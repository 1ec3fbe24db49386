use crate::buffer::SnapshotBuffer;
use crate::error::PersistError;
use crate::model::{ItemId, Snapshot};
use crate::stats::{AggregateIndex, NumericAggregate};
use crate::store::BlobStore;
use serde::Serialize;
use serde_json::Value;
use std::collections::{BTreeMap, HashMap};
use tracing::{debug, warn};

pub const SCHEMA_VERSION: u64 = 1;
pub const STATE_KEY: &str = "ge_scanner/state";

const CONSISTENCY_TOLERANCE: f64 = 1e-6;

#[derive(Serialize)]
struct StateRef<'a> {
    version: u64,
    // oldest first, hydrate replays in the same order
    history: Vec<&'a Snapshot>,
    aggregates: BTreeMap<ItemId, &'a NumericAggregate>,
}

pub fn serialize(buffer: &SnapshotBuffer, index: &AggregateIndex) -> Result<String, PersistError> {
    let state = StateRef {
        version: SCHEMA_VERSION,
        history: buffer.iter_oldest_first().collect(),
        aggregates: index.entries().iter().map(|(id, agg)| (*id, agg)).collect(),
    };
    Ok(serde_json::to_string(&state)?)
}

#[derive(Debug, Clone, PartialEq, Eq)]
pub enum RebuildReason {
    AggregatesMissing,
    VersionMismatch { found: Option<u64> },
    HistoryTruncated { dropped: usize },
    AggregatesInconsistent,
}

#[derive(Debug, Clone, PartialEq, Eq)]
pub enum ColdReason {
    NoBlob,
    Unparsable,
    EmptyHistory,
}

#[derive(Debug, Clone, PartialEq, Eq)]
pub enum HydrateOutcome {
    Restored { snapshots: usize },
    Rebuilt { snapshots: usize, reason: RebuildReason },
    Cold { reason: ColdReason },
}

pub struct Hydrated {
    pub buffer: SnapshotBuffer,
    pub index: AggregateIndex,
    pub outcome: HydrateOutcome,
}

impl Hydrated {
    fn cold(capacity: usize, reason: ColdReason) -> Self {
        Hydrated {
            buffer: SnapshotBuffer::new(capacity),
            index: AggregateIndex::new(),
            outcome: HydrateOutcome::Cold { reason },
        }
    }
}

/// Restores a window from a blob. Never fails: anything short of a fully
/// consistent blob degrades to a rebuild from history, or to a cold start.
pub fn hydrate(blob: Option<&str>, capacity: usize) -> Hydrated {
    let Some(blob) = blob else {
        return Hydrated::cold(capacity, ColdReason::NoBlob);
    };

    let value: Value = match serde_json::from_str(blob) {
        Ok(v) => v,
        Err(e) => {
            warn!(error = %e, "persisted state is not valid json, starting cold");
            return Hydrated::cold(capacity, ColdReason::Unparsable);
        }
    };

    let history: Vec<Snapshot> = match value.get("history").cloned().map(serde_json::from_value) {
        Some(Ok(h)) => h,
        Some(Err(e)) => {
            warn!(error = %e, "persisted history is malformed, starting cold");
            return Hydrated::cold(capacity, ColdReason::Unparsable);
        }
        None => {
            warn!("persisted state has no history, starting cold");
            return Hydrated::cold(capacity, ColdReason::Unparsable);
        }
    };
    if history.is_empty() {
        return Hydrated::cold(capacity, ColdReason::EmptyHistory);
    }

    let (buffer, dropped) = SnapshotBuffer::from_oldest_first(history, capacity);
    let rebuilt = AggregateIndex::rebuild(&buffer);
    let snapshots = buffer.len();

    let rebuild = |reason: RebuildReason, index: AggregateIndex, buffer: SnapshotBuffer| {
        warn!(?reason, snapshots, "rebuilding aggregates from history");
        Hydrated {
            buffer,
            index,
            outcome: HydrateOutcome::Rebuilt { snapshots, reason },
        }
    };

    let version = value.get("version").and_then(Value::as_u64);
    if version != Some(SCHEMA_VERSION) {
        return rebuild(RebuildReason::VersionMismatch { found: version }, rebuilt, buffer);
    }
    if dropped > 0 {
        return rebuild(RebuildReason::HistoryTruncated { dropped }, rebuilt, buffer);
    }

    let stored: HashMap<ItemId, NumericAggregate> = match value
        .get("aggregates")
        .cloned()
        .map(serde_json::from_value::<HashMap<ItemId, NumericAggregate>>)
    {
        Some(Ok(map)) if !map.is_empty() => map,
        Some(Err(e)) => {
            warn!(error = %e, "persisted aggregates are malformed");
            return rebuild(RebuildReason::AggregatesMissing, rebuilt, buffer);
        }
        _ => return rebuild(RebuildReason::AggregatesMissing, rebuilt, buffer),
    };

    let stored = AggregateIndex::from_entries(stored);
    if !stored.approx_eq(&rebuilt, CONSISTENCY_TOLERANCE) {
        return rebuild(RebuildReason::AggregatesInconsistent, rebuilt, buffer);
    }

    debug!(snapshots, items = stored.len(), "restored persisted state");
    Hydrated {
        buffer,
        index: stored,
        outcome: HydrateOutcome::Restored { snapshots },
    }
}

pub fn write_blob(store: &mut dyn BlobStore, key: &str, blob: &str) -> bool {
    match store.set(key, blob) {
        Ok(()) => {
            debug!(key, bytes = blob.len(), "persisted blob");
            true
        }
        Err(e) => {
            warn!(key, error = %e, "persist failed, continuing in memory");
            false
        }
    }
}

/// Pending-write flag plus a deadline. A burst of dirty marks coalesces into
/// one write, due `debounce_ms` after the last mark but never later than
/// `max_wait_ms` after the first.
#[derive(Debug, Clone)]
pub struct PersistScheduler {
    debounce_ms: u64,
    max_wait_ms: u64,
    first_dirty: Option<u64>,
    last_dirty: u64,
}

impl PersistScheduler {
    pub fn new(debounce_ms: u64, max_wait_ms: u64) -> Self {
        PersistScheduler {
            debounce_ms,
            max_wait_ms: max_wait_ms.max(debounce_ms),
            first_dirty: None,
            last_dirty: 0,
        }
    }

    pub fn set_timing(&mut self, debounce_ms: u64, max_wait_ms: u64) {
        self.debounce_ms = debounce_ms;
        self.max_wait_ms = max_wait_ms.max(debounce_ms);
    }

    pub fn mark_dirty(&mut self, now_ms: u64) {
        if self.first_dirty.is_none() {
            self.first_dirty = Some(now_ms);
        }
        self.last_dirty = now_ms;
    }

    pub fn is_pending(&self) -> bool {
        self.first_dirty.is_some()
    }

    pub fn due_at(&self) -> Option<u64> {
        self.first_dirty.map(|first| {
            let trailing = self.last_dirty.saturating_add(self.debounce_ms);
            let ceiling = first.saturating_add(self.max_wait_ms);
            trailing.min(ceiling)
        })
    }

    pub fn is_due(&self, now_ms: u64) -> bool {
        self.due_at().is_some_and(|due| now_ms >= due)
    }

    pub fn clear(&mut self) {
        self.first_dirty = None;
    }
}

━━━━━━━━━━━━━━━━━━━━━━━━━━━━━━

Within the lines above, find those holding the word "snapshots" and copy them.

▶ THE COMPLETED TASK
    Restored { snapshots: usize },
    Rebuilt { snapshots: usize, reason: RebuildReason },
    let snapshots = buffer.len();
        warn!(?reason, snapshots, "rebuilding aggregates from history");
            outcome: HydrateOutcome::Rebuilt { snapshots, reason },
    debug!(snapshots, items = stored.len(), "restored persisted state");
        outcome: HydrateOutcome::Restored { snapshots },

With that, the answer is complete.